#### Assignment:
Work out how many lines in the data below include "write", then reply with that number only.

[Collected data entries]
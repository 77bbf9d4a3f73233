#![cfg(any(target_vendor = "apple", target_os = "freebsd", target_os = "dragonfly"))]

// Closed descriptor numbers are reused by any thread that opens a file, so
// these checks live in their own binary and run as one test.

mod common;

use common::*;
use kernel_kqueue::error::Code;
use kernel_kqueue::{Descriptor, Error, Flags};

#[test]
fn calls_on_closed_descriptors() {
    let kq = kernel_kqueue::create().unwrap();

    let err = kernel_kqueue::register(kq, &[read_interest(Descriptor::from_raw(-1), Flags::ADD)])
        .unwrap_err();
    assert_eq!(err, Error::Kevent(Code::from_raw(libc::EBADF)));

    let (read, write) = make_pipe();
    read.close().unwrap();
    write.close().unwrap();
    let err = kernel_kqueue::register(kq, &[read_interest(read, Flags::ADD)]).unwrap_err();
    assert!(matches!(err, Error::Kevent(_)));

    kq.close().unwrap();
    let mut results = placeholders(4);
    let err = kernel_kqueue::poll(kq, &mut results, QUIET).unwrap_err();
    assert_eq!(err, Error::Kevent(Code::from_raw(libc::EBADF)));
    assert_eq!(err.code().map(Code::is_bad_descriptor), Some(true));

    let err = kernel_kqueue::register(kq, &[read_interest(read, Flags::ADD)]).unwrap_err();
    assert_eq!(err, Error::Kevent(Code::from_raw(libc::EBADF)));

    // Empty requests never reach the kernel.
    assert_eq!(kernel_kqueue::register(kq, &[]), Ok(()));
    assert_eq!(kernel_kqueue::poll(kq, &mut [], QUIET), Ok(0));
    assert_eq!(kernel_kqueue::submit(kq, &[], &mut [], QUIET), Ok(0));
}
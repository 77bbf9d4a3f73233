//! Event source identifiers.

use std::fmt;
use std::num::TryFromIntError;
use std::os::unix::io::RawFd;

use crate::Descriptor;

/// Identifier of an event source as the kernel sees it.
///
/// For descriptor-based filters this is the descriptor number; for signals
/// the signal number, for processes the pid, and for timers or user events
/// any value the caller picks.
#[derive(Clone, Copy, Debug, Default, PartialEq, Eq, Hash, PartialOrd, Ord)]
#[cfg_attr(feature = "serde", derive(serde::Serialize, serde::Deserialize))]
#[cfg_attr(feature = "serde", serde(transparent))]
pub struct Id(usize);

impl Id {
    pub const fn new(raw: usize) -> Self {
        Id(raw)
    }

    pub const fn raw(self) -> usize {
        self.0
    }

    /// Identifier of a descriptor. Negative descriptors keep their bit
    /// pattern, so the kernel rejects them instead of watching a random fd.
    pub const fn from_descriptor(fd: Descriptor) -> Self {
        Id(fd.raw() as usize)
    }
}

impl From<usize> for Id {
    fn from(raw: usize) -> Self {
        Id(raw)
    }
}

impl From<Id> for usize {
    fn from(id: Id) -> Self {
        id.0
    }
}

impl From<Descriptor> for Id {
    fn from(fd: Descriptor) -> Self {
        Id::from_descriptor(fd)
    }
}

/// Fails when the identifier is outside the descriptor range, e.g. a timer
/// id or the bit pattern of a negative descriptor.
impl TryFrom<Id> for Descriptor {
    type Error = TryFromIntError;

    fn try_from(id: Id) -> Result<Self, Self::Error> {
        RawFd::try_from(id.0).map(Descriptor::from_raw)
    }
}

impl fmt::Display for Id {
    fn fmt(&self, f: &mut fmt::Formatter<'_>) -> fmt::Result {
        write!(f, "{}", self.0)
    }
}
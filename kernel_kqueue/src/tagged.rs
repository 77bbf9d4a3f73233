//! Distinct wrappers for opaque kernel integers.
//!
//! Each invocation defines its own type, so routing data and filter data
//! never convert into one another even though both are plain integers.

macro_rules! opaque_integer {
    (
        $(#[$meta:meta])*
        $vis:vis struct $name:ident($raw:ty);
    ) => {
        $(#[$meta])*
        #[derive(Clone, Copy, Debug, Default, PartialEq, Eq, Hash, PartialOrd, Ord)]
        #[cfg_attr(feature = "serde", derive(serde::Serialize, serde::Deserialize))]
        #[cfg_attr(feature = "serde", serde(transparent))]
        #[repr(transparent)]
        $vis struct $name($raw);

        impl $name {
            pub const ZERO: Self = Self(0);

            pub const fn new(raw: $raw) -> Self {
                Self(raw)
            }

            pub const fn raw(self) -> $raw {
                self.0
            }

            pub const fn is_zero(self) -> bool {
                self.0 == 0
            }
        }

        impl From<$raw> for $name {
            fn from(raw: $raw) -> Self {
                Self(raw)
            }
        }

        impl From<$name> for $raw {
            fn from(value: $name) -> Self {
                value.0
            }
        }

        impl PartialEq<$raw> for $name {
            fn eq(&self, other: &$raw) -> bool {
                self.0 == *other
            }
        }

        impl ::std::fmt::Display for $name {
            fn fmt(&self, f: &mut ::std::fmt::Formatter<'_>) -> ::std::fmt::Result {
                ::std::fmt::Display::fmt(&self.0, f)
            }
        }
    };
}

* * *

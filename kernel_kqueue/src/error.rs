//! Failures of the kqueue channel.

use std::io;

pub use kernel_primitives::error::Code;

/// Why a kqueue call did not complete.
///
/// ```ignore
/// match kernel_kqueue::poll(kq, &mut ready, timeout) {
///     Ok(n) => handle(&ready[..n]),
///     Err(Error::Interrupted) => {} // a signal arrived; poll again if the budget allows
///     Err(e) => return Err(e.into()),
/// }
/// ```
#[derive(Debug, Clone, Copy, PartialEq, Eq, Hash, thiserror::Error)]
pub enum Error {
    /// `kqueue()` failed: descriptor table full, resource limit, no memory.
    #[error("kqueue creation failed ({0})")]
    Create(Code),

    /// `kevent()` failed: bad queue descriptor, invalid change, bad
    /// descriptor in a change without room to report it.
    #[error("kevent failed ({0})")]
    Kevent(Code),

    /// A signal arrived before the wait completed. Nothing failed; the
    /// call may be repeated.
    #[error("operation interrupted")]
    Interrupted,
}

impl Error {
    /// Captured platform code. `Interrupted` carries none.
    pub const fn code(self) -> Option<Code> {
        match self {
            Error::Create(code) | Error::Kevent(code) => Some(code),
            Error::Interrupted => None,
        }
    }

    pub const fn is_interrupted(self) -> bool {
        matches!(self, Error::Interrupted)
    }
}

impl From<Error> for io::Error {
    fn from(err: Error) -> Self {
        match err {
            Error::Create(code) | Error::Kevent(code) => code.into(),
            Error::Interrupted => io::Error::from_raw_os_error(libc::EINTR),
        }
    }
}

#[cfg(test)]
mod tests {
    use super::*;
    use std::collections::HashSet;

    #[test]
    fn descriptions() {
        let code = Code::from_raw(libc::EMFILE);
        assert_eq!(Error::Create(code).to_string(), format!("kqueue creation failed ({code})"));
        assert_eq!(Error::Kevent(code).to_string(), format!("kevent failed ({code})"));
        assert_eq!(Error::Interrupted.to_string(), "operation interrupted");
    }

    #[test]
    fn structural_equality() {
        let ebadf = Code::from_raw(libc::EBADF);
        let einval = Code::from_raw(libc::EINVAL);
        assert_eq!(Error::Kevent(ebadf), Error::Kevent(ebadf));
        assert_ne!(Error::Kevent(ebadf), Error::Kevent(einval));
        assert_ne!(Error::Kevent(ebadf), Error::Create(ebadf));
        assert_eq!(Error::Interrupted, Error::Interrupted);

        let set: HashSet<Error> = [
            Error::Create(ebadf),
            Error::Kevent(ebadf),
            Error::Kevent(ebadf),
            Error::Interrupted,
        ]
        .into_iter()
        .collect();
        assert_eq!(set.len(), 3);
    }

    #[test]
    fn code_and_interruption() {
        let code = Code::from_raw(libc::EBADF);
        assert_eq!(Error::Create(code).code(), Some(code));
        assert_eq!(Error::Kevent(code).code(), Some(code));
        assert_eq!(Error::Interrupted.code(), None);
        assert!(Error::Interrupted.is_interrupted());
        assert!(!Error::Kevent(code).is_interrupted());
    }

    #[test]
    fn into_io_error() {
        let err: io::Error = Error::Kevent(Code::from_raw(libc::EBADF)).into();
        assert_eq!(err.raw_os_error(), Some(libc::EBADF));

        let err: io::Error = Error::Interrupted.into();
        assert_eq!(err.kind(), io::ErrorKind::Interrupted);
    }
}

==

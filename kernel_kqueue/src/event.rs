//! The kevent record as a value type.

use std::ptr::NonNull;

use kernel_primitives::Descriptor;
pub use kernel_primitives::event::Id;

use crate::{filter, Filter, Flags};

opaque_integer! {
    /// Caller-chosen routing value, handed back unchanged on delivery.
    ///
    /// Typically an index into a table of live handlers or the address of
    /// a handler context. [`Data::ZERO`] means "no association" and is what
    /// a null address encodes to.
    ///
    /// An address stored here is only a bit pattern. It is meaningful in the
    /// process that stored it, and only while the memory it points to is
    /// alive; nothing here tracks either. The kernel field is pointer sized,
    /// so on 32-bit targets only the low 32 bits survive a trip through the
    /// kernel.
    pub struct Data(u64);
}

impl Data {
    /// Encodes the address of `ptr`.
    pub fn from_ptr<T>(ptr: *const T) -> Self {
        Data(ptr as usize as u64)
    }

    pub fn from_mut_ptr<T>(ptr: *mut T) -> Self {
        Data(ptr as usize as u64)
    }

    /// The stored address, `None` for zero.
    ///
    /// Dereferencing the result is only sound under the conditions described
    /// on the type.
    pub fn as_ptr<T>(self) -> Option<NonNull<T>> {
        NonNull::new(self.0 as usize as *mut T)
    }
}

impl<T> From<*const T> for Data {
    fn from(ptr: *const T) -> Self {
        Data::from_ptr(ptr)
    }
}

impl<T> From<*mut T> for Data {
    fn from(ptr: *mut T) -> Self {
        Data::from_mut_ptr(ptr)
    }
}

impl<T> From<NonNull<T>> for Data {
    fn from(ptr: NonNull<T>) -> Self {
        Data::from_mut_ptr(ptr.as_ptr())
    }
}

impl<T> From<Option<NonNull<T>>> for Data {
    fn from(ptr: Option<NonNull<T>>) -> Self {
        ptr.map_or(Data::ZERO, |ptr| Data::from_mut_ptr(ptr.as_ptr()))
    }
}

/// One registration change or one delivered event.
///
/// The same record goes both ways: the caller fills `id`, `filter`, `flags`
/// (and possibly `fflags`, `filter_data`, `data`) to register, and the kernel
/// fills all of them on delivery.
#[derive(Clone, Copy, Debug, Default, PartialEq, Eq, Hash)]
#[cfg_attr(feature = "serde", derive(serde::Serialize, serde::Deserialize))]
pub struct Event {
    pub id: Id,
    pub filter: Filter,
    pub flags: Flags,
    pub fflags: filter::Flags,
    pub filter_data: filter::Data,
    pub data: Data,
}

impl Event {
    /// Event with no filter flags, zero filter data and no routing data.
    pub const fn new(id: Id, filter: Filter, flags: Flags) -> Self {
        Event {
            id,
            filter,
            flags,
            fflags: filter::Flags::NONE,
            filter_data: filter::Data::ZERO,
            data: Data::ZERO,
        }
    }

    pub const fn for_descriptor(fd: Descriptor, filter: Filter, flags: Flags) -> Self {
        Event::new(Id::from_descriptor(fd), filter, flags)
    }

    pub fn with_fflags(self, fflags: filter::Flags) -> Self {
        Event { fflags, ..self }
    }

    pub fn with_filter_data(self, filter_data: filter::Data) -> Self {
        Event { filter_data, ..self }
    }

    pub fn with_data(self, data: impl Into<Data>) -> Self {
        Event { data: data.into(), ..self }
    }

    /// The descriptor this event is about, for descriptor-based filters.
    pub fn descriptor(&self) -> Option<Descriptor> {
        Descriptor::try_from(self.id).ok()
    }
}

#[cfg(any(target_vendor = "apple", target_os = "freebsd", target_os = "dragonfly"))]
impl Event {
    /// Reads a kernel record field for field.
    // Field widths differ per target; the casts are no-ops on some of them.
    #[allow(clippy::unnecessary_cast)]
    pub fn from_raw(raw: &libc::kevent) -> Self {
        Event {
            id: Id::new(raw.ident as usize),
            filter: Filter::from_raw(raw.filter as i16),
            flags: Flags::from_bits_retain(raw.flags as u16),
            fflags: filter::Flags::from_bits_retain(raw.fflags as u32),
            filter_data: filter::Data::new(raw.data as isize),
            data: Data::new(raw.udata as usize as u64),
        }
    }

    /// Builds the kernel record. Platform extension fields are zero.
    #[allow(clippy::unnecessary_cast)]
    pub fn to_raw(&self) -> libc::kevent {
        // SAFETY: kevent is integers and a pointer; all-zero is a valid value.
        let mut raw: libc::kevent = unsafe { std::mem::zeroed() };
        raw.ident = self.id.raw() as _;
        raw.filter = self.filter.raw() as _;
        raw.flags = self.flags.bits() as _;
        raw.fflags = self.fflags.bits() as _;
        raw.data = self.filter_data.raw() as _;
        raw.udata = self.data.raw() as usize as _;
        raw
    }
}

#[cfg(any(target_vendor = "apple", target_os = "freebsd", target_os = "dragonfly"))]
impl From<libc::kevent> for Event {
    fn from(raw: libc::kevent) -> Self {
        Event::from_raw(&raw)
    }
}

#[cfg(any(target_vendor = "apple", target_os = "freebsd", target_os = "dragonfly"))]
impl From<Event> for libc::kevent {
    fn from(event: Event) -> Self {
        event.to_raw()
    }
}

#### Task result:
3